= Goal of the exercise =
When you retype the data, keep every line exactly as it appears.

(Stored items)
────────────────────

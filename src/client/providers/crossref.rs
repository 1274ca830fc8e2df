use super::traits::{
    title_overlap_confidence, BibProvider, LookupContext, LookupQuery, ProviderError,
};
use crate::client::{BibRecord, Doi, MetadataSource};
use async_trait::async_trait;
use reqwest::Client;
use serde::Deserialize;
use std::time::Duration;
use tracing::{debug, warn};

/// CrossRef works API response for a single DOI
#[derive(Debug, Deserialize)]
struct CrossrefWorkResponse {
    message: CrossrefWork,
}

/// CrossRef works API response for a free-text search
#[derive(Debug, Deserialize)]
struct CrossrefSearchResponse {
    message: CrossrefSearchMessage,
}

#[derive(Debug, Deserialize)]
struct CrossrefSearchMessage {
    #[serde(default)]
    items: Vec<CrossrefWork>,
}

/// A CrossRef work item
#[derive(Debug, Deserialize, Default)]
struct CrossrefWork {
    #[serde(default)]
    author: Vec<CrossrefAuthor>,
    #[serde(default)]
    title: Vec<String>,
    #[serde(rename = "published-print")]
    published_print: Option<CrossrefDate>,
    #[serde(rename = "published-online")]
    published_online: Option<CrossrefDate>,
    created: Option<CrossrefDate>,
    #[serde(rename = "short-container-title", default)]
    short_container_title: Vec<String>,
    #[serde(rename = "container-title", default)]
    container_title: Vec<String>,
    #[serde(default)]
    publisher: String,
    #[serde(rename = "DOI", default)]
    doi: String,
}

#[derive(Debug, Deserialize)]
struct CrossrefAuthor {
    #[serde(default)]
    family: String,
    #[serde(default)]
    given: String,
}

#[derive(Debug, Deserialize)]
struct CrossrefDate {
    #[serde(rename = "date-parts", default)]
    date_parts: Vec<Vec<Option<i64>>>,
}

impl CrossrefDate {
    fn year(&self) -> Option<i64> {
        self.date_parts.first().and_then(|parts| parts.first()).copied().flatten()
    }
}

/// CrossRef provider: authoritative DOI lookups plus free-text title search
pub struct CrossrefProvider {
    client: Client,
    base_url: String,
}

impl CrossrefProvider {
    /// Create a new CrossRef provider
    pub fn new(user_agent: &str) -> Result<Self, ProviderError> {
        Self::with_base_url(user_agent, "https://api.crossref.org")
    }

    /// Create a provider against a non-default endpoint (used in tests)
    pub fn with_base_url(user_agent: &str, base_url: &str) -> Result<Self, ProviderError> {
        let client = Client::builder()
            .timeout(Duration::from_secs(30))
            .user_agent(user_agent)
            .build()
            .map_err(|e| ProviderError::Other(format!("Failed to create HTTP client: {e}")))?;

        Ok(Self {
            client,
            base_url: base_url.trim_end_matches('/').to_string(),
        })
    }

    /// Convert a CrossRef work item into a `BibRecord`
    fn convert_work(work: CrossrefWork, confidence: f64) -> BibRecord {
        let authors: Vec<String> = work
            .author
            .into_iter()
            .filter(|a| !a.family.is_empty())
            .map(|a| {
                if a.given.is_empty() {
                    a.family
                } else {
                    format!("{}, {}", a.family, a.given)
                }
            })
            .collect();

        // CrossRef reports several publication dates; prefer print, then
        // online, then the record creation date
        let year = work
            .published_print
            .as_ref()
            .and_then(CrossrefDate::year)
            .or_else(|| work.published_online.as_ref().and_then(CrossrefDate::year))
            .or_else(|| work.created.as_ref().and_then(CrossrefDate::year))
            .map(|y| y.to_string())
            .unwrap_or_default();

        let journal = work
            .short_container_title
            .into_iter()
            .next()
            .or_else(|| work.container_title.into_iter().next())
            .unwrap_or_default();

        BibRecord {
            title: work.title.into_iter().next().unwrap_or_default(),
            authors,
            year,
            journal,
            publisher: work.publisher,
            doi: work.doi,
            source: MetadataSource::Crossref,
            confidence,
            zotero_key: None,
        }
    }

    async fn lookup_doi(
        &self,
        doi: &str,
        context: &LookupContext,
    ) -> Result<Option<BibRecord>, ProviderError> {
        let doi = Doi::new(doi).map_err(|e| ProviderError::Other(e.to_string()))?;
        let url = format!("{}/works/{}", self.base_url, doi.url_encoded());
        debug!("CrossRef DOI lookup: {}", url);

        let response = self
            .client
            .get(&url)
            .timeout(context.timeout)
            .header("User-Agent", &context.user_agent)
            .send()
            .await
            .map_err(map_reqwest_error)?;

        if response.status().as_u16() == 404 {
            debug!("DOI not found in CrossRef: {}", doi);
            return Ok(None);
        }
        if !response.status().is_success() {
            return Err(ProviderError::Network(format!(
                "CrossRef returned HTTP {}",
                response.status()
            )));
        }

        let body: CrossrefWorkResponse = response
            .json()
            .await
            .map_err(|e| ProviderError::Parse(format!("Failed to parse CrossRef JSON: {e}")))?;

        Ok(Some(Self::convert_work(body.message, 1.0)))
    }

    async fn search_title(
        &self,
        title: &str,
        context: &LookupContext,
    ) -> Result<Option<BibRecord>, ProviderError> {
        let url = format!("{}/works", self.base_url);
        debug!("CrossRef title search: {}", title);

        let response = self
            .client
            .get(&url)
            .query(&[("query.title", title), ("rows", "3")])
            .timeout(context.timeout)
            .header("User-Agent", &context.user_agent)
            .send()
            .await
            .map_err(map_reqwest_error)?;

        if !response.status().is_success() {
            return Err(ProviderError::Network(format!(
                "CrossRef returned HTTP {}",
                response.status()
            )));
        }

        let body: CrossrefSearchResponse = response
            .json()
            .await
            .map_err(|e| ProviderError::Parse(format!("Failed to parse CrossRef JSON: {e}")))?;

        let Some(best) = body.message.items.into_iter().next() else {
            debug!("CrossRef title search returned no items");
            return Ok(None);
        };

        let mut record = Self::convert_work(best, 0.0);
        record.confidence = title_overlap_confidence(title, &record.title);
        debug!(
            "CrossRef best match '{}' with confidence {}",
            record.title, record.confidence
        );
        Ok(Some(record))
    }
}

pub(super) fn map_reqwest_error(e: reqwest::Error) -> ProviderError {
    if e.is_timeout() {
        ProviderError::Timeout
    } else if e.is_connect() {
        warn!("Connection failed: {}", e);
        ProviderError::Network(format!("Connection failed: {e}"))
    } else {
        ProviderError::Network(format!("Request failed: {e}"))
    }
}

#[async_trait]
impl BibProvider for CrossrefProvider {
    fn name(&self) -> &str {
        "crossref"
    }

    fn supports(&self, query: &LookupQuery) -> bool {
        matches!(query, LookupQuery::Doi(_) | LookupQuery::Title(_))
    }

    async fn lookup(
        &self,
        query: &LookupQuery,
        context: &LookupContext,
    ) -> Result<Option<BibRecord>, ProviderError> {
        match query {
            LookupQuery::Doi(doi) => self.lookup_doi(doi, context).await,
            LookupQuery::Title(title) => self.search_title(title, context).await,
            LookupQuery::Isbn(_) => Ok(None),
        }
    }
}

────────────────────

= Written reply =
filename src/client/providers/crossref.rs
repository 1274ca830fc8e2df
use super::traits::{
    title_overlap_confidence, BibProvider, LookupContext, LookupQuery, ProviderError,
};
use crate::client::{BibRecord, Doi, MetadataSource};
use async_trait::async_trait;
use reqwest::Client;
use serde::Deserialize;
use std::time::Duration;
use tracing::{debug, warn};

/// CrossRef works API response for a single DOI
#[derive(Debug, Deserialize)]
struct CrossrefWorkResponse {
    message: CrossrefWork,
}

/// CrossRef works API response for a free-text search
#[derive(Debug, Deserialize)]
struct CrossrefSearchResponse {
    message: CrossrefSearchMessage,
}

#[derive(Debug, Deserialize)]
struct CrossrefSearchMessage {
    #[serde(default)]
    items: Vec<CrossrefWork>,
}

/// A CrossRef work item
#[derive(Debug, Deserialize, Default)]
struct CrossrefWork {
    #[serde(default)]
    author: Vec<CrossrefAuthor>,
    #[serde(default)]
    title: Vec<String>,
    #[serde(rename = "published-print")]
    published_print: Option<CrossrefDate>,
    #[serde(rename = "published-online")]
    published_online: Option<CrossrefDate>,
    created: Option<CrossrefDate>,
    #[serde(rename = "short-container-title", default)]
    short_container_title: Vec<String>,
    #[serde(rename = "container-title", default)]
    container_title: Vec<String>,
    #[serde(default)]
    publisher: String,
    #[serde(rename = "DOI", default)]
    doi: String,
}

#[derive(Debug, Deserialize)]
struct CrossrefAuthor {
    #[serde(default)]
    family: String,
    #[serde(default)]
    given: String,
}

#[derive(Debug, Deserialize)]
struct CrossrefDate {
    #[serde(rename = "date-parts", default)]
    date_parts: Vec<Vec<Option<i64>>>,
}

impl CrossrefDate {
    fn year(&self) -> Option<i64> {
        self.date_parts.first().and_then(|parts| parts.first()).copied().flatten()
    }
}

/// CrossRef provider: authoritative DOI lookups plus free-text title search
pub struct CrossrefProvider {
    client: Client,
    base_url: String,
}

impl CrossrefProvider {
    /// Create a new CrossRef provider
    pub fn new(user_agent: &str) -> Result<Self, ProviderError> {
        Self::with_base_url(user_agent, "https://api.crossref.org")
    }

    /// Create a provider against a non-default endpoint (used in tests)
    pub fn with_base_url(user_agent: &str, base_url: &str) -> Result<Self, ProviderError> {
        let client = Client::builder()
            .timeout(Duration::from_secs(30))
            .user_agent(user_agent)
            .build()
            .map_err(|e| ProviderError::Other(format!("Failed to create HTTP client: {e}")))?;

        Ok(Self {
            client,
            base_url: base_url.trim_end_matches('/').to_string(),
        })
    }

    /// Convert a CrossRef work item into a `BibRecord`
    fn convert_work(work: CrossrefWork, confidence: f64) -> BibRecord {
        let authors: Vec<String> = work
            .author
            .into_iter()
            .filter(|a| !a.family.is_empty())
            .map(|a| {
                if a.given.is_empty() {
                    a.family
                } else {
                    format!("{}, {}", a.family, a.given)
                }
            })
            .collect();

        // CrossRef reports several publication dates; prefer print, then
        // online, then the record creation date
        let year = work
            .published_print
            .as_ref()
            .and_then(CrossrefDate::year)
            .or_else(|| work.published_online.as_ref().and_then(CrossrefDate::year))
            .or_else(|| work.created.as_ref().and_then(CrossrefDate::year))
            .map(|y| y.to_string())
            .unwrap_or_default();

        let journal = work
            .short_container_title
            .into_iter()
            .next()
            .or_else(|| work.container_title.into_iter().next())
            .unwrap_or_default();

        BibRecord {
            title: work.title.into_iter().next().unwrap_or_default(),
            authors,
            year,
            journal,
            publisher: work.publisher,
            doi: work.doi,
            source: MetadataSource::Crossref,
            confidence,
            zotero_key: None,
        }
    }

    async fn lookup_doi(
        &self,
        doi: &str,
        context: &LookupContext,
    ) -> Result<Option<BibRecord>, ProviderError> {
        let doi = Doi::new(doi).map_err(|e| ProviderError::Other(e.to_string()))?;
        let url = format!("{}/works/{}", self.base_url, doi.url_encoded());
        debug!("CrossRef DOI lookup: {}", url);

        let response = self
            .client
            .get(&url)
            .timeout(context.timeout)
            .header("User-Agent", &context.user_agent)
            .send()
            .await
            .map_err(map_reqwest_error)?;

        if response.status().as_u16() == 404 {
            debug!("DOI not found in CrossRef: {}", doi);
            return Ok(None);
        }
        if !response.status().is_success() {
            return Err(ProviderError::Network(format!(
                "CrossRef returned HTTP {}",
                response.status()
            )));
        }

        let body: CrossrefWorkResponse = response
            .json()
            .await
            .map_err(|e| ProviderError::Parse(format!("Failed to parse CrossRef JSON: {e}")))?;

        Ok(Some(Self::convert_work(body.message, 1.0)))
    }

    async fn search_title(
        &self,
        title: &str,
        context: &LookupContext,
    ) -> Result<Option<BibRecord>, ProviderError> {
        let url = format!("{}/works", self.base_url);
        debug!("CrossRef title search: {}", title);

        let response = self
            .client
            .get(&url)
            .query(&[("query.title", title), ("rows", "3")])
            .timeout(context.timeout)
            .header("User-Agent", &context.user_agent)
            .send()
            .await
            .map_err(map_reqwest_error)?;

        if !response.status().is_success() {
            return Err(ProviderError::Network(format!(
                "CrossRef returned HTTP {}",
                response.status()
            )));
        }

        let body: CrossrefSearchResponse = response
            .json()
            .await
            .map_err(|e| ProviderError::Parse(format!("Failed to parse CrossRef JSON: {e}")))?;

        let Some(best) = body.message.items.into_iter().next() else {
            debug!("CrossRef title search returned no items");
            return Ok(None);
        };

        let mut record = Self::convert_work(best, 0.0);
        record.confidence = title_overlap_confidence(title, &record.title);
        debug!(
            "CrossRef best match '{}' with confidence {}",
            record.title, record.confidence
        );
        Ok(Some(record))
    }
}

pub(super) fn map_reqwest_error(e: reqwest::Error) -> ProviderError {
    if e.is_timeout() {
        ProviderError::Timeout
    } else if e.is_connect() {
        warn!("Connection failed: {}", e);
        ProviderError::Network(format!("Connection failed: {e}"))
    } else {
        ProviderError::Network(format!("Request failed: {e}"))
    }
}

#[async_trait]
impl BibProvider for CrossrefProvider {
    fn name(&self) -> &str {
        "crossref"
    }

    fn supports(&self, query: &LookupQuery) -> bool {
        matches!(query, LookupQuery::Doi(_) | LookupQuery::Title(_))
    }

    async fn lookup(
        &self,
        query: &LookupQuery,
        context: &LookupContext,
    ) -> Result<Option<BibRecord>, ProviderError> {
        match query {
            LookupQuery::Doi(doi) => self.lookup_doi(doi, context).await,
            LookupQuery::Title(title) => self.search_title(title, context).await,
            LookupQuery::Isbn(_) => Ok(None),
        }
    }
}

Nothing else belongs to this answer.